Heute beginnt das zweitägige Gipfeltreffen der G7-Länder in Quebec (Kanada). Inhaltlich könnte es ein Fiasko werden, denn die Wertegemeinschaft steckt offenbar in einer tiefen Krise.

Streit mit Trump eskaliert vorab

Bereits vor dem Gipfel kam es zu offenen Konflikten zwischen den G7-Partnern und den USA. Frankreich rief anschließend auf, sich geschlossen der amerikanischen „Vormachtpolitik“ entgegenzustellen.

Besonders polarisiert das Thema Sonderzölle auf Importe aus Europa, Kanada, Mexiko und Japan. Weitere Reibungspunkte sind der Ausstieg aus dem Pariser Klimaschutzvertrag sowie dem Atom-Abkommen mit dem Iran. Donald Trump reagierte via Twitter ironisch auf die vorzeitigen Spannungen:

Bitte sagt Premierminister Trudeau und Präsident Macron, dass sie die Vereinigten Staaten mit massiven Zöllen und anderen (…) Handelshemmnissen belegen.

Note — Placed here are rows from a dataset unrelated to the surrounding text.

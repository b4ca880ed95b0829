// This software is provided for non-commercial use only.
// Commercial use is strictly prohibited.
// If you use, modify, or redistribute this software, you must provide proper attribution to the original author.
// (c) 2026 Onur Tuna. All rights reserved.

//! One open bucket file — append-only writes, buffered positional reads.
//!
//! A reader captures the file length at open and only ever observes bytes
//! below it; a record appended after that point belongs to the next reader.
//! Reads go through an in-memory window refilled by the I/O executor:
//! [`BucketFile::fill`] either satisfies the request from the window,
//! reports `Tail` when the file logically ends first, or submits a
//! background read and reports `Wait`.
//!
//! The append side buffers whole records only: [`BucketFile::append`] is
//! called once per preformatted record, so flushing can never split a
//! record across a buffer boundary.

use std::fs::{File, OpenOptions};
use std::io::{self, Write};
use std::path::{Path, PathBuf};
use std::sync::Arc;

use crate::error::{DlsError, Result};
use crate::io::executor::{IoExecutor, ReadJob};
use crate::io::future::ReadFuture;
use crate::io::waker::RequestWaker;

/// Outcome of a [`BucketFile::fill`] request.
#[derive(Debug, Clone, Copy, PartialEq, Eq)]
pub enum Fill {
    /// The requested bytes are buffered; `peek`/`take` will succeed.
    Filled,
    /// A background read was submitted; re-enter after the waker fires.
    Wait,
    /// The file ends before the requested bytes — a truncated tail.
    Tail,
}

pub struct BucketFile {
    path: PathBuf,
    file: Option<Arc<File>>,
    /// File length visible to this handle. Captured at open for readers;
    /// tracks logical (buffered) length for writers.
    len: u64,
    /// Absolute offset of the first unconsumed byte (`buf[0]`).
    pos: u64,
    /// Unconsumed read window.
    buf: Vec<u8>,
    buf_capacity: usize,
    pending: Option<ReadFuture>,
    /// Pending output, whole records only.
    out: Vec<u8>,
    out_capacity: usize,
}

impl BucketFile {
    /// A closed instance; buffers are allocated lazily and survive
    /// close/open cycles so pooled owners keep their capacity.
    pub fn closed(buffer_bytes: usize) -> Self {
        Self {
            path: PathBuf::new(),
            file: None,
            len: 0,
            pos: 0,
            buf: Vec::new(),
            buf_capacity: buffer_bytes,
            pending: None,
            out: Vec::new(),
            out_capacity: buffer_bytes,
        }
    }

    /// Open `path` for reading and capture its current length.
    pub fn open_read(&mut self, path: &Path) -> io::Result<()> {
        self.reset_window();
        let file = retry_interrupted(|| File::open(path))?;
        self.len = file.metadata()?.len();
        self.pos = 0;
        self.file = Some(Arc::new(file));
        self.path = path.to_path_buf();
        Ok(())
    }

    /// Open `path` for appending, creating missing parent directories.
    pub fn open_append(&mut self, path: &Path) -> io::Result<()> {
        self.reset_window();
        if let Some(parent) = path.parent() {
            std::fs::create_dir_all(parent)?;
        }
        let file = retry_interrupted(|| {
            OpenOptions::new().create(true).append(true).open(path)
        })?;
        self.len = file.metadata()?.len();
        self.pos = self.len;
        self.file = Some(Arc::new(file));
        self.path = path.to_path_buf();
        Ok(())
    }

    pub fn is_open(&self) -> bool {
        self.file.is_some()
    }

    pub fn path(&self) -> &Path {
        &self.path
    }

    /// Offset of the next unconsumed byte.
    pub fn file_pos(&self) -> u64 {
        self.pos
    }

    pub fn file_length(&self) -> u64 {
        self.len
    }

    /// Unconsumed bytes left below the captured length.
    pub fn remaining(&self) -> u64 {
        self.len.saturating_sub(self.pos)
    }

    // ───────────────────────── read side ─────────────────────────────────

    /// Ensure at least `n` bytes are buffered at the current position.
    pub fn fill(&mut self, n: usize, exec: &IoExecutor, waker: &RequestWaker) -> Result<Fill> {
        // Integrate a completed background read first.
        if let Some(future) = &self.pending {
            match future.take() {
                None => return Ok(Fill::Wait),
                Some(Ok(bytes)) => {
                    self.pending = None;
                    if bytes.is_empty() {
                        // The file is shorter than its captured length
                        // claimed; treat like a truncated tail.
                        return Ok(Fill::Tail);
                    }
                    self.buf.extend_from_slice(&bytes);
                }
                Some(Err(e)) => {
                    self.pending = None;
                    return Err(DlsError::Io(e));
                }
            }
        }

        if self.buf.len() >= n {
            return Ok(Fill::Filled);
        }

        let fetch_from = self.pos + self.buf.len() as u64;
        let missing = n - self.buf.len();
        if self.len.saturating_sub(fetch_from) < missing as u64 {
            return Ok(Fill::Tail);
        }

        let file = self.file.as_ref().expect("bucket open for reading").clone();
        let want = missing
            .max(self.buf_capacity)
            .min((self.len - fetch_from) as usize);
        let (future, slot) = ReadFuture::pending();
        exec.submit(ReadJob {
            file,
            offset: fetch_from,
            len: want,
            slot,
            waker: waker.clone(),
        });
        self.pending = Some(future);
        Ok(Fill::Wait)
    }

    /// Borrow the first `n` buffered bytes without consuming them.
    /// Only valid after `fill(n)` returned `Filled`.
    pub fn peek(&self, n: usize) -> &[u8] {
        &self.buf[..n]
    }

    /// Consume `n` buffered bytes.
    pub fn consume(&mut self, n: usize) {
        debug_assert!(n <= self.buf.len());
        self.buf.drain(..n);
        self.pos += n as u64;
    }

    /// Copy out and consume `n` buffered bytes.
    pub fn take(&mut self, n: usize) -> Vec<u8> {
        let out = self.buf[..n].to_vec();
        self.consume(n);
        out
    }

    /// Advance past `n` bytes without reading them. Positional reads make
    /// this free — anything beyond the buffer is simply never fetched.
    pub fn skip(&mut self, n: u64) {
        let buffered = (self.buf.len() as u64).min(n) as usize;
        self.buf.drain(..buffered);
        if n > buffered as u64 {
            self.buf.clear();
        }
        self.pos += n;
    }

    // ───────────────────────── append side ───────────────────────────────

    /// Append one preformatted record. Buffered until `out_capacity` would
    /// overflow, so the on-disk tail always ends at a record boundary or
    /// inside the record currently being written.
    pub fn append(&mut self, bytes: &[u8]) -> io::Result<()> {
        if !self.out.is_empty() && self.out.len() + bytes.len() > self.out_capacity {
            self.flush()?;
        }
        if bytes.len() >= self.out_capacity {
            self.write_through(bytes)?;
        } else {
            self.out.extend_from_slice(bytes);
        }
        self.len += bytes.len() as u64;
        Ok(())
    }

    /// Push buffered output to the OS.
    pub fn flush(&mut self) -> io::Result<()> {
        if !self.out.is_empty() {
            let out = std::mem::take(&mut self.out);
            self.write_through(&out)?;
            self.out = out;
            self.out.clear();
        }
        Ok(())
    }

    /// Flush and `fdatasync`.
    pub fn sync_data(&mut self) -> io::Result<()> {
        self.flush()?;
        if let Some(file) = &self.file {
            retry_interrupted(|| file.sync_data())?;
        }
        Ok(())
    }

    fn write_through(&mut self, bytes: &[u8]) -> io::Result<()> {
        let mut file: &File = self.file.as_ref().expect("bucket open for appending");
        // write_all already retries interrupted syscalls.
        file.write_all(bytes)
    }

    /// Flush pending output and drop the descriptor. Buffers keep their
    /// capacity for the next open.
    pub fn close(&mut self) -> io::Result<()> {
        if self.file.is_some() {
            self.flush()?;
        }
        self.file = None;
        self.reset_window();
        Ok(())
    }

    fn reset_window(&mut self) {
        self.buf.clear();
        self.out.clear();
        self.pending = None;
        self.pos = 0;
        self.len = 0;
    }
}

impl Drop for BucketFile {
    fn drop(&mut self) {
        if self.file.is_some() {
            let _ = self.flush();
        }
    }
}

fn retry_interrupted<T>(mut op: impl FnMut() -> io::Result<T>) -> io::Result<T> {
    loop {
        match op() {
            Err(e) if e.kind() == io::ErrorKind::Interrupted => continue,
            other => return other,
        }
    }
}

Der US-Präsident fügte hinzu, dass er sich bereits auf das Treffen in La Malbaie freue. Außerdem verteidige der Republikaner die eingeführten Sonderzölle, indem er Kanada vorwarf, auf US-Molkereiprodukte bis zu 300 Prozent anzusetzen. Das schade den Bauern und töte unsere Landwirtschaft, hieß es weiter.

Bundesregierung äußert Kritik

Die Bundesregierung ist mittlerweile unsicher, ob sich die Staatengemeinschaft unter diesen Bedingungen zu einer gemeinsamen Erklärung einigen kann. Außenminister Heiko Maas bemerkte am Freitag, dass es Differenzen gebe, die man nicht mehr unter den Teppich kehren könne.

Trumps Nein zum Klimavertrag und zum Iran-Abkommen sowie die Zölle seien alles einseitige Entscheidungen zum Schaden Europas,

so der SPD-Minister gegenüber der Süddeutschen Zeitung. Besonders problematisch findet er, dass sich Trump von der multilateralen Ordnung abwendet und ausschließlich amerikanische Interessen in den Vordergrund stellt.

Nichts davon wird die Welt besser, sicherer oder friedlicher machen.

Die Abkehr vom Iran-Atomabkommen wird als besonders gefährlich eingestuft. „Wir waren gewohnt, dass man sich auf das verlassen konnte, was vereinbart wurde“, erklärte Maas, der dennoch weiter versichert, dass die USA außerhalb Europa Deutschlands engster Verbündeter bleiben. Trotzdem sei die EU um neue Bündnisse bemüht.

EU setzt auf gemeinsame Strategie

Vorab planen die europäischen Teilnehmer ein Treffen in einem Luxushotel am Sankt-Lorenz-Strom. Hier wollen sie ihre gemeinsame Strategie abstimmen. Frankreichs Präsident Macron bat um ein Gespräch mit Kanzlerin Angela Merkel, der britischen Premierministerin Theresa May und dem neuen Regierungschef Italiens, Giuseppe Conte.

Wir müssen uns organisieren und zusammenarbeiten,

erklärte Macron und fügte hinzu:

Ich glaube an multilaterale Zusammenarbeit und das erlaubt es uns, gegen Hegemonie zu kämpfen.

Frankreich sei allerdings nicht bereit, eine gemeinsame Abschlusserklärung zu unterschreiben, wenn es bei den Streitthemen keine Zugeständnisse aus Washington gebe.

Trump verlässt den Gipfel vorzeitig

Doch damit nicht genug, der US-Präsident ließ am Donnerstag verlauten, dass er den G7-Gipfel frühzeitig verlassen werde. Grund ist eine Reise nach Singapur, wo er in der nächsten Woche Machthaber Kim Jong Un trifft.

Ob es am Sonnabend trotzdem zu einer gemeinsamen Abschlusserklärung kommt, bleibt abzuwarten. Bereits bei Trumps ersten G7-Gipfel auf Sizilien wäre das Kommuniqué fast geplatzt.

Verliert die G7 weiter an Bedeutung?

Im Gründungsjahr 1975 standen die damals noch sechs Mitgliedsstaaten für globale Wirtschaftskraft. Heute hat sich das verändert. China, Indien und Brasilien haben in den letzten Jahren stark aufgeholt.

Geschwunden ist gleichzeitig das politische Gewicht der G7-Staaten. Russlands Ausschuss wegen der Annexion der Krim vor vier Jahren hat Spuren hinterlassen. Die Handlungsoptionen in Syrien oder in der Ukraine sind für die G7-Staaten ohne Russland gering.

In der Kritik stehen ebenso die Kosten der Treffen. Experten schätzen diese auf 400 Millionen Euro.